ASSIGNED TASK ▸
The answer should be a single number: how many lines in the material contain "iterations".

◇ ◇ ◇ ◇ ◇

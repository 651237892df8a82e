//! Linear problem sink and solver backends for adq.
//!
//! Fillers write variables, constraints and objective terms into a
//! [`LinearProblem`]. The in-memory implementation, [`MipProblem`], is then
//! handed to a [`SolverBackend`] which returns a [`MipSolution`].
//!
//! # Backends
//!
//! | Backend | Problem Type | Feature |
//! |---------|--------------|---------|
//! | Clarabel | LP (integer problems refused) | always available |
//! | HiGHS | LP/MIP | `solver-highs` |
//!
//! Backends are looked up by name with [`backend_by_name`], which is how the
//! configuration layer selects one.
//!
//! # Example
//!
//! ```
//! use adq_solver_common::{backend_by_name, LinearProblem, MipProblem, MipStatus, SolveParams};
//!
//! let mut pb = MipProblem::new("example");
//! let x = pb.add_num_variable(0.0, 10.0, "x")?;
//! let c = pb.add_constraint(1.0, 1.0, "c")?;
//! pb.set_coefficient(c, x, 1.0)?;
//! pb.set_objective_coefficient(x, 1.0)?;
//!
//! let backend = backend_by_name("clarabel")?;
//! let solution = pb.solve(backend.as_ref(), &SolveParams::default())?;
//! assert_eq!(solution.status(), MipStatus::Optimal);
//! # Ok::<(), Box<dyn std::error::Error>>(())
//! ```

pub mod backend;
pub mod clarabel;
pub mod error;
#[cfg(feature = "solver-highs")]
pub mod highs;
pub mod mps;
pub mod problem;
pub mod solution;

pub use backend::{available_backends, backend_by_name, SolveParams, SolverBackend};
pub use clarabel::ClarabelBackend;
pub use error::{LinearProblemError, ProblemResult, SolverError, SolverResult};
#[cfg(feature = "solver-highs")]
pub use highs::HighsBackend;
pub use mps::{write_mps, write_mps_file};
pub use problem::{Column, ConstraintId, LinearProblem, MipProblem, ObjectiveSense, Row, VarId};
pub use solution::{MipSolution, MipStatus};
//! # adq-core: expression and data layer of the adequacy problem compiler
//!
//! System models are written as parameterised [`Model`]s whose variables,
//! constraints and objective are algebraic expressions. A [`Component`] binds
//! a model to concrete parameter values, either constants or time series read
//! through a scenario group.
//!
//! This crate holds everything needed to *analyse* those expressions:
//!
//! - [`expr`]: the [`NodeRegistry`] arena and its visitors (printing,
//!   time/scenario dependency, linearity, evaluation to linear forms,
//!   structural comparison, copying with substitution)
//! - [`data_series`]: time-series sets, scenario groups and the two-step
//!   `(series, group, scenario, hour)` lookup
//! - [`model`] / [`component`]: model definitions and their bindings
//!
//! Lowering into an actual linear problem lives in `adq-algo`.
//!
//! ## Quick Start
//!
//! ```rust
//! use adq_core::expr::{linearity, read_linear_expression, ConstantParameters,
//!     LinearStatus, NodeRegistry, TimeIndex, TimeStepScenario};
//!
//! let mut registry = NodeRegistry::new();
//! let cost = registry.parameter("cost", TimeIndex::ConstantInTimeAndScenario);
//! let p = registry.variable("p", TimeIndex::VaryingInTimeOnly);
//! let objective = registry.multiply(cost, p);
//!
//! assert_eq!(linearity(&registry, objective), LinearStatus::Linear);
//!
//! let params = ConstantParameters::new().with("cost", 30.0);
//! let form = read_linear_expression(&registry, objective, &params, TimeStepScenario::default())
//!     .unwrap();
//! assert_eq!(form.coefficient("p"), 30.0);
//! ```

pub mod component;
pub mod data_series;
pub mod error;
pub mod expr;
pub mod model;

pub use component::{Component, ComponentBuilder, ComponentError, ComponentParameters, ParameterValue};
pub use data_series::{
    DataSeriesError, DataSeriesRepository, DataSeriesResult, LinearProblemData,
    ScenarioGroupRepository, TimeSeriesSet,
};
pub use error::{AdqError, AdqResult};
pub use expr::{
    ComparisonOp, EvalError, LinearConstraint, LinearExpression, LinearStatus, Node, NodeId,
    NodeRegistry, ParameterResolver, TimeIndex, TimeStepScenario,
};
pub use model::{Constraint, Model, ModelBuilder, ModelError, Parameter, ValueType, Variable};
//! Linear problem builder.
//!
//! Runs an ordered list of fillers against one sink in three phases:
//! variables, then constraints, then objective. The first error aborts the
//! build. The builder holds nothing but the list, so one builder can fill
//! any number of independent sinks.

use adq_core::LinearProblemData;
use adq_solver_common::LinearProblem;
use tracing::debug;

use crate::error::FillResult;
use crate::filler::{FillContext, LinearProblemFiller};

pub struct LinearProblemBuilder<'a> {
    fillers: Vec<&'a dyn LinearProblemFiller>,
}

impl<'a> LinearProblemBuilder<'a> {
    pub fn new(fillers: Vec<&'a dyn LinearProblemFiller>) -> Self {
        Self { fillers }
    }

    pub fn len(&self) -> usize {
        self.fillers.len()
    }

    pub fn is_empty(&self) -> bool {
        self.fillers.is_empty()
    }

    pub fn build(
        &self,
        problem: &mut dyn LinearProblem,
        data: &LinearProblemData,
        ctx: &FillContext,
    ) -> FillResult<()> {
        debug!(
            fillers = self.fillers.len(),
            first = ctx.first_time_step,
            last = ctx.last_time_step,
            "Building linear problem"
        );
        for filler in &self.fillers {
            filler.add_variables(problem, data, ctx)?;
        }
        for filler in &self.fillers {
            filler.add_constraints(problem, data, ctx)?;
        }
        for filler in &self.fillers {
            filler.add_objective(problem, data, ctx)?;
        }
        debug!(
            variables = problem.variable_count(),
            constraints = problem.constraint_count(),
            "Linear problem built"
        );
        Ok(())
    }
}

#[cfg(test)]
mod tests {
    use super::*;
    use adq_solver_common::MipProblem;
    use std::sync::Mutex;

    /// Records the order in which phases are invoked.
    struct Recorder<'a> {
        name: &'static str,
        log: &'a Mutex<Vec<String>>,
    }

    impl LinearProblemFiller for Recorder<'_> {
        fn add_variables(
            &self,
            problem: &mut dyn LinearProblem,
            _data: &LinearProblemData,
            _ctx: &FillContext,
        ) -> FillResult<()> {
            problem.add_num_variable(0.0, 1.0, self.name)?;
            self.log.lock().unwrap().push(format!("{}:variables", self.name));
            Ok(())
        }

        fn add_constraints(
            &self,
            _problem: &mut dyn LinearProblem,
            _data: &LinearProblemData,
            _ctx: &FillContext,
        ) -> FillResult<()> {
            self.log.lock().unwrap().push(format!("{}:constraints", self.name));
            Ok(())
        }

        fn add_objective(
            &self,
            _problem: &mut dyn LinearProblem,
            _data: &LinearProblemData,
            _ctx: &FillContext,
        ) -> FillResult<()> {
            self.log.lock().unwrap().push(format!("{}:objective", self.name));
            Ok(())
        }
    }

    #[test]
    fn test_phases_run_in_order() {
        let log = Mutex::new(Vec::new());
        let a = Recorder { name: "a", log: &log };
        let b = Recorder { name: "b", log: &log };
        let builder = LinearProblemBuilder::new(vec![&a, &b]);

        let mut pb = MipProblem::new("test");
        builder
            .build(&mut pb, &LinearProblemData::default(), &FillContext::new(0, 0))
            .unwrap();

        assert_eq!(
            *log.lock().unwrap(),
            vec![
                "a:variables",
                "b:variables",
                "a:constraints",
                "b:constraints",
                "a:objective",
                "b:objective",
            ]
        );
    }

    #[test]
    fn test_first_error_aborts() {
        let log = Mutex::new(Vec::new());
        let a = Recorder { name: "a", log: &log };
        let again = Recorder { name: "a", log: &log };
        let builder = LinearProblemBuilder::new(vec![&a, &again]);

        let mut pb = MipProblem::new("test");
        let err = builder
            .build(&mut pb, &LinearProblemData::default(), &FillContext::new(0, 0))
            .unwrap_err();
        assert!(err.to_string().contains("'a'"));
        assert_eq!(*log.lock().unwrap(), vec!["a:variables"]);
    }
}
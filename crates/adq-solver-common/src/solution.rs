//! Solution of a [`MipProblem`](crate::MipProblem).

use std::collections::HashMap;
use std::fmt;

use serde::{Deserialize, Serialize};
use tracing::warn;

use crate::problem::{ConstraintId, MipProblem, VarId};

/// Status of the solver solution.
#[derive(Debug, Clone, Copy, PartialEq, Eq, Hash, Serialize, Deserialize)]
#[serde(rename_all = "snake_case")]
pub enum MipStatus {
    /// Optimal solution found.
    Optimal,
    /// A feasible, possibly sub-optimal, solution was found.
    Feasible,
    /// Problem is infeasible.
    Infeasible,
    /// Problem is unbounded.
    Unbounded,
    /// Solver stopped without a conclusion (iteration limit, numerical trouble).
    NotSolved,
}

impl MipStatus {
    /// Check if this status carries a usable solution.
    pub fn is_success(&self) -> bool {
        matches!(self, MipStatus::Optimal | MipStatus::Feasible)
    }
}

impl fmt::Display for MipStatus {
    fn fmt(&self, f: &mut fmt::Formatter<'_>) -> fmt::Result {
        match self {
            MipStatus::Optimal => write!(f, "optimal"),
            MipStatus::Feasible => write!(f, "feasible"),
            MipStatus::Infeasible => write!(f, "infeasible"),
            MipStatus::Unbounded => write!(f, "unbounded"),
            MipStatus::NotSolved => write!(f, "not_solved"),
        }
    }
}

/// Primal/dual values returned by a backend.
///
/// Accessors never fail: an unknown handle or name reads as `0.0`.
#[derive(Debug, Clone, PartialEq, Serialize, Deserialize)]
pub struct MipSolution {
    problem: u64,
    status: MipStatus,
    objective_value: f64,
    values: Vec<f64>,
    reduced_costs: Vec<f64>,
    duals: Vec<f64>,
    names: HashMap<String, usize>,
    /// Number of iterations performed.
    pub iterations: u32,
    /// Solve time in milliseconds.
    pub solve_time_ms: u128,
}

impl MipSolution {
    /// Solution with values. Vectors are indexed like the problem's columns/rows.
    pub fn new(
        problem: &MipProblem,
        status: MipStatus,
        objective_value: f64,
        values: Vec<f64>,
        reduced_costs: Vec<f64>,
        duals: Vec<f64>,
    ) -> Self {
        Self {
            problem: problem.id(),
            status,
            objective_value,
            values,
            reduced_costs,
            duals,
            names: problem
                .columns()
                .iter()
                .enumerate()
                .map(|(i, c)| (c.name.clone(), i))
                .collect(),
            iterations: 0,
            solve_time_ms: 0,
        }
    }

    /// Solution without values: objective and every value read as zero.
    pub fn without_values(problem: &MipProblem, status: MipStatus) -> Self {
        let n = problem.columns().len();
        let m = problem.rows().len();
        Self::new(problem, status, 0.0, vec![0.0; n], vec![0.0; n], vec![0.0; m])
    }

    pub fn with_iterations(mut self, iterations: u32) -> Self {
        self.iterations = iterations;
        self
    }

    pub fn status(&self) -> MipStatus {
        self.status
    }

    pub fn objective_value(&self) -> f64 {
        self.objective_value
    }

    pub fn values(&self) -> &[f64] {
        &self.values
    }

    pub fn reduced_costs(&self) -> &[f64] {
        &self.reduced_costs
    }

    pub fn duals(&self) -> &[f64] {
        &self.duals
    }

    fn column(&self, var: Option<VarId>) -> Option<usize> {
        var.filter(|v| v.problem() == self.problem)
            .map(|v| v.index())
    }

    fn row(&self, constraint: Option<ConstraintId>) -> Option<usize> {
        constraint
            .filter(|c| c.problem() == self.problem)
            .map(|c| c.index())
    }

    /// Primal value of `var`; 0 for `None` or a foreign handle.
    pub fn optimal_value(&self, var: impl Into<Option<VarId>>) -> f64 {
        self.column(var.into())
            .and_then(|i| self.values.get(i).copied())
            .unwrap_or(0.0)
    }

    /// Primal value of the variable called `name`; 0 (with a warning) if unknown.
    pub fn optimal_value_by_name(&self, name: &str) -> f64 {
        match self.names.get(name) {
            Some(&i) => self.values.get(i).copied().unwrap_or(0.0),
            None => {
                warn!(variable = name, "Variable not found in solution, reading 0");
                0.0
            }
        }
    }

    pub fn reduced_cost(&self, var: impl Into<Option<VarId>>) -> f64 {
        self.column(var.into())
            .and_then(|i| self.reduced_costs.get(i).copied())
            .unwrap_or(0.0)
    }

    pub fn dual(&self, constraint: impl Into<Option<ConstraintId>>) -> f64 {
        self.row(constraint.into())
            .and_then(|i| self.duals.get(i).copied())
            .unwrap_or(0.0)
    }
}

#[cfg(test)]
mod tests {
    use super::*;
    use crate::problem::LinearProblem;

    #[test]
    fn test_status_success() {
        assert!(MipStatus::Optimal.is_success());
        assert!(MipStatus::Feasible.is_success());
        assert!(!MipStatus::Infeasible.is_success());
        assert!(!MipStatus::NotSolved.is_success());
        assert_eq!(MipStatus::Unbounded.to_string(), "unbounded");
    }

    #[test]
    fn test_accessors_default_to_zero() {
        let mut pb = MipProblem::new("test");
        let x = pb.add_num_variable(0.0, 10.0, "x").unwrap();
        let c = pb.add_constraint(1.0, 1.0, "c").unwrap();
        let solution = MipSolution::new(
            &pb,
            MipStatus::Optimal,
            4.0,
            vec![2.0],
            vec![0.5],
            vec![1.5],
        );

        assert_eq!(solution.optimal_value(x), 2.0);
        assert_eq!(solution.optimal_value_by_name("x"), 2.0);
        assert_eq!(solution.reduced_cost(x), 0.5);
        assert_eq!(solution.dual(c), 1.5);

        assert_eq!(solution.optimal_value(None::<VarId>), 0.0);
        assert_eq!(solution.optimal_value_by_name("nope"), 0.0);

        let mut other = MipProblem::new("other");
        let foreign = other.add_num_variable(0.0, 1.0, "x").unwrap();
        assert_eq!(solution.optimal_value(foreign), 0.0);
    }

    #[test]
    fn test_without_values() {
        let mut pb = MipProblem::new("test");
        let x = pb.add_num_variable(0.0, 1.0, "x").unwrap();
        let solution = MipSolution::without_values(&pb, MipStatus::Infeasible);
        assert_eq!(solution.objective_value(), 0.0);
        assert_eq!(solution.optimal_value(x), 0.0);
        assert_eq!(solution.values(), &[0.0]);
    }
}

◇ ◇ ◇ ◇ ◇

RESPONSE ▸
5